Totale liberté ou nouvelle aliénation? L'utilisation des téléphones, tablettes et autres appareils électroniques, tend à se généraliser à bord des avions sous la pression des passagers.

Longtemps interdite pendant les phases de roulage, de décollage et d'atterrissage pour des raisons de sécurité, l'usage de ces appareils a récemment obtenu le feu vert des autorités de l'aviation américaine et européenne.

«Les appareils numériques modernes ont un faible rayonnement électromagnétique qui ne menace pas les avions, même ceux à commandes électriques de vol», explique Dominique Fouda, porte-parole de l'Agence européenne de sécurité aérienne (AESA) dont la directive a été publiée le 9 décembre.

En outre, dit-il, «les avions modernes sont certifiés pour résister à de fortes radiations extérieures, et, par conséquent, aux radiations intérieures».

Les compagnies lèvent ainsi cette restriction les unes après les autres, à l'instar d'Air France, de Lufthansa et de Ryanair cette semaine.

Concrètement, les passagers peuvent «continuer à travailler ou à se divertir dès qu'ils montent dans l'avion et jusqu'à l'arrivée à destination, en totale liberté», a annoncé vendredi la compagnie française.

«Nous avons déjà un retour client très positif.
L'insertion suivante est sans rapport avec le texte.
use serde::{Deserialize, Serialize};
use serde_json::Value;

use crate::catalog::HashInput;
use crate::index::IndexSummary;
use crate::matcher::CardMatch;

/// `POST /v1/match` body.
#[derive(Deserialize, Debug, Clone)]
pub struct MatchRequest {
    #[serde(default)]
    pub session_id: Option<String>,
    pub hash: HashInput,
    /// Signed so negative values can be rejected with a clear message.
    #[serde(default)]
    pub tolerance: Option<i64>,
    #[serde(default)]
    pub coordinates: Option<Value>,
}

/// One detected sub-image of a frame.
#[derive(Deserialize, Debug, Clone)]
pub struct FrameCard {
    pub hash: HashInput,
    #[serde(default)]
    pub coordinates: Option<Value>,
}

/// `POST /v1/frames` body.
#[derive(Deserialize, Debug, Clone)]
pub struct FrameRequest {
    #[serde(default)]
    pub session_id: Option<String>,
    #[serde(default)]
    pub tolerance: Option<i64>,
    pub cards: Vec<FrameCard>,
}

#[derive(Serialize, Debug, Clone)]
pub struct MatchResponse {
    pub status: &'static str,
    pub result: Option<CardMatch>,
}

/// Matched sub-images only, in input order.
#[derive(Serialize, Debug, Clone)]
pub struct FrameResponse {
    pub cards: usize,
    pub results: Vec<CardMatch>,
}

#[derive(Serialize, Debug, Clone)]
pub struct IndexResponse {
    #[serde(flatten)]
    pub summary: IndexSummary,
    pub catalog_digest: String,
    pub sessions: usize,
    pub session_ttl_ms: u64,
    pub description: String,
}

#[derive(Serialize, Debug, Clone)]
pub struct SessionResponse {
    pub status: &'static str,
    pub session_id: String,
    pub removed: bool,
}
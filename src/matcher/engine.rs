//! Per-query control flow: session cache first, index second.

use std::sync::Arc;

use futures_util::future::join_all;
use tracing::{debug, info, instrument, warn};

use super::error::{MatchError, MatcherResult};
use super::types::{CardMatch, MatchLookup, MatchQuery};
use crate::cache::SessionCache;
use crate::constants::{DEFAULT_TOP_N, similarity};
use crate::index::{HashIndex, IndexSummary, MatchResult, PHash};

/// Matches query hashes against a catalog index, short-circuiting through the
/// candidates a session matched on its previous frames.
pub struct CardMatcher<I: HashIndex> {
    index: Arc<I>,
    sessions: SessionCache,
    top_n: usize,
    tolerance: u32,
}

impl<I: HashIndex> std::fmt::Debug for CardMatcher<I> {
    fn fmt(&self, f: &mut std::fmt::Formatter<'_>) -> std::fmt::Result {
        f.debug_struct("CardMatcher")
            .field("index", &self.index.summary())
            .field("sessions", &self.sessions)
            .field("top_n", &self.top_n)
            .field("tolerance", &self.tolerance)
            .finish()
    }
}

impl<I: HashIndex> CardMatcher<I> {
    pub fn new(index: Arc<I>, sessions: SessionCache) -> Self {
        let tolerance = index.default_tolerance();
        Self {
            index,
            sessions,
            top_n: DEFAULT_TOP_N,
            tolerance,
        }
    }

    /// Number of index results seeded into the session cache on a miss. Clamped to 1.
    pub fn with_top_n(mut self, top_n: usize) -> Self {
        self.top_n = top_n.max(1);
        self
    }

    /// Overrides the index's default tolerance for queries that carry none.
    pub fn with_tolerance(mut self, tolerance: u32) -> Self {
        self.tolerance = tolerance;
        self
    }

    pub fn index(&self) -> &Arc<I> {
        &self.index
    }

    pub fn sessions(&self) -> &SessionCache {
        &self.sessions
    }

    #[inline]
    pub fn bit_length(&self) -> usize {
        self.index.bit_length()
    }

    #[inline]
    pub fn tolerance(&self) -> u32 {
        self.tolerance
    }

    #[inline]
    pub fn top_n(&self) -> usize {
        self.top_n
    }

    pub fn summary(&self) -> IndexSummary {
        self.index.summary()
    }

    fn validate(&self, hash: &PHash) -> MatcherResult<()> {
        let bits = hash.significant_bits();
        let bit_length = self.bit_length();
        if bits > bit_length {
            return Err(MatchError::InvalidQuery(format!(
                "hash needs {} bits, catalog bit length is {}",
                bits, bit_length
            )));
        }
        Ok(())
    }

    /// Resolves one hash to its ranked candidates.
    ///
    /// With a session id, previously matched candidates are re-scored against `hash`
    /// first; the index is only consulted when none of them is within tolerance.
    /// Every hit refreshes the session.
    #[instrument(skip(self, hash), fields(bits = hash.len()))]
    pub fn lookup(
        &self,
        session_id: Option<&str>,
        hash: &PHash,
        tolerance: Option<u32>,
    ) -> MatcherResult<MatchLookup> {
        self.validate(hash)?;
        let tolerance = tolerance.unwrap_or(self.tolerance);

        if let Some(session_id) = session_id {
            let mut rescored: Vec<MatchResult> = self
                .sessions
                .get(session_id)
                .into_iter()
                .map(|item| MatchResult::new(item.hash.hamming_distance(hash), item))
                .filter(|candidate| candidate.distance <= tolerance)
                .collect();

            if !rescored.is_empty() {
                rescored.sort();
                self.sessions.put(
                    session_id,
                    rescored.iter().map(|candidate| Arc::clone(&candidate.item)),
                );
                debug!(
                    candidates = rescored.len(),
                    best_distance = rescored[0].distance,
                    "Session cache hit"
                );
                return Ok(MatchLookup::HitSession(rescored));
            }
            debug!("Session cache miss, querying index");
        }

        let results = self.index.find_top_n(hash, tolerance, self.top_n)?;
        let Some(best) = results.first() else {
            debug!(tolerance, "No catalog item within tolerance");
            return Ok(MatchLookup::Miss);
        };

        info!(id = %best.id(), distance = best.distance, "Index hit");
        if let Some(session_id) = session_id {
            self.sessions
                .put(session_id, results.iter().map(|r| Arc::clone(&r.item)));
        }
        Ok(MatchLookup::HitIndex(results))
    }

    /// Best match for `query`, or `None` when nothing is within tolerance.
    pub fn match_query(&self, query: &MatchQuery) -> MatcherResult<Option<CardMatch>> {
        let lookup = self.lookup(query.session_id.as_deref(), &query.hash, query.tolerance)?;
        let status = lookup.status();

        Ok(lookup.best().map(|best| CardMatch {
            coordinates: query.coordinates.clone(),
            item: Arc::clone(&best.item),
            distance: best.distance,
            similarity: similarity(best.distance, self.bit_length()),
            status,
        }))
    }

    /// Forgets a session's cached candidates. Returns `true` if there were any.
    pub fn end_session(&self, session_id: &str) -> bool {
        let removed = self.sessions.remove(session_id);
        debug!(session_id, removed, "Session ended");
        removed
    }
}

impl<I: HashIndex + 'static> CardMatcher<I> {
    /// Matches every sub-image of a frame concurrently.
    ///
    /// All queries are validated up front. Results keep the input order; a unit whose
    /// task fails yields `None` without affecting the others.
    #[instrument(skip(self, queries), fields(units = queries.len()))]
    pub async fn match_frame(
        self: &Arc<Self>,
        queries: Vec<MatchQuery>,
    ) -> MatcherResult<Vec<Option<CardMatch>>> {
        for query in &queries {
            self.validate(&query.hash)?;
        }

        let tasks = queries.into_iter().map(|query| {
            let matcher = Arc::clone(self);
            tokio::task::spawn_blocking(move || matcher.match_query(&query))
        });

        let matches = join_all(tasks)
            .await
            .into_iter()
            .enumerate()
            .map(|(unit, joined)| match joined {
                Ok(Ok(found)) => found,
                Ok(Err(e)) => {
                    warn!(unit, error = %e, "Sub-image match failed");
                    None
                }
                Err(e) => {
                    warn!(unit, error = %e, "Sub-image task did not complete");
                    None
                }
            })
            .collect::<Vec<_>>();

        debug!(
            matched = matches.iter().filter(|m| m.is_some()).count(),
            "Frame matched"
        );
        Ok(matches)
    }
}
Cela correspondait à un véritable besoin des passagers», souligne Paul Thevenon, commandant de bord chez Air France. Et l'étape suivante sera sans doute la possibilité de téléphoner pendant le vol. «C'est là encore un besoin exprimé par les passagers auquel on a envie de répondre», assure le navigant.

De plus en plus de compagnies proposent en outre l'internet en vol. Les passagers surfent ainsi sur la majorité des vols A380 et quelques vols B777 d'Emirates.

«À ce jour, environ 30 % de notre flotte (102 avions) sont équipés de la technologie on air permettant la connection Wi-Fi. Nous avons commencé par les A380 et les Boeing 777-300 ER», détaille de son côté, Franklin Auber, porte-parole de Singapore Airlines. «Cet accès est payant et facturé via l'opérateur téléphonique du passager», précise-t-il.

La compagnie japonaise JAL propose elle aussi l'internet en vol tandis que sa compatriote ANA devrait prochainement faire une annonce d'un service internet à bord.

Pour Didier Bréchemier, expert du transport aérien au cabinet de conseil stratégique Roland Berger, la possibilité de se connecter à internet, d'envoyer des courriels, de commander de la lecture ou même d'acheter à la boutique hors taxes est une manière pour les compagnies de valoriser le temps passé dans l'avion. «Cela permet aussi de soigner et fidéliser ses clients», ajoute-t-il.

Quelles conséquences sur la santé? 

Claude Posternak, président de La Matrice, agence de conseil en stratégie de communication et analyse de l'opinion, s'inquiète d'une telle évolution.

«La productivité dans le monde a été multipliée par deux entre 1880 et 1960. Et par 5 depuis 1960. L'accélérateur a été le microprocesseur. (...) Cette évolution dans les avions va encore accélérer ce processus», dit-il.

Avec pour conséquence, un rétrécissement continu de l'espace privé au profit de l'espace professionnel.

«Peu à peu, tous les espaces ont été envahis. Il restait un espace, celui du voyage. Désormais même pendant les 8 heures d'avion, la personne à bord sera une personne productive», note-t-il. «Une tendance extrêmement dangereuse pour la vie sociale, la vie privée, la vie affective et familiale».

Il s'interroge en outre sur les conséquences sur la santé de l'utilisation du Wi-Fi dans un espace totalement clos.

Didier Bréchemier reconnaît lui aussi que cette nouvelle liberté accordée aux passagers n'est pas sans questionnement sur les répercussions éventuelles.

«Une étude récente montre par exemple que regarder ses courriels avant de se coucher génère de l'improductivité le lendemain sur les sujets consultés», souligne-t-il. «Il faut s'interroger sur la gestion du temps. Suis-je capable de gérer ou non de nouvelles communications à bord d'un avion? Cela peut amplifier le stress car c'est la fin de cet espace protégé».

Enfin, si les passagers étaient autorisés à téléphoner, «il y aura sans doute une éducation à faire, des règles à imposer», estime l'expert.

Pour sa part, Paul Thevenon estime que la gêne éventuelle occasionnée relève davantage d'un problème de société que d'un problème de transport aérien.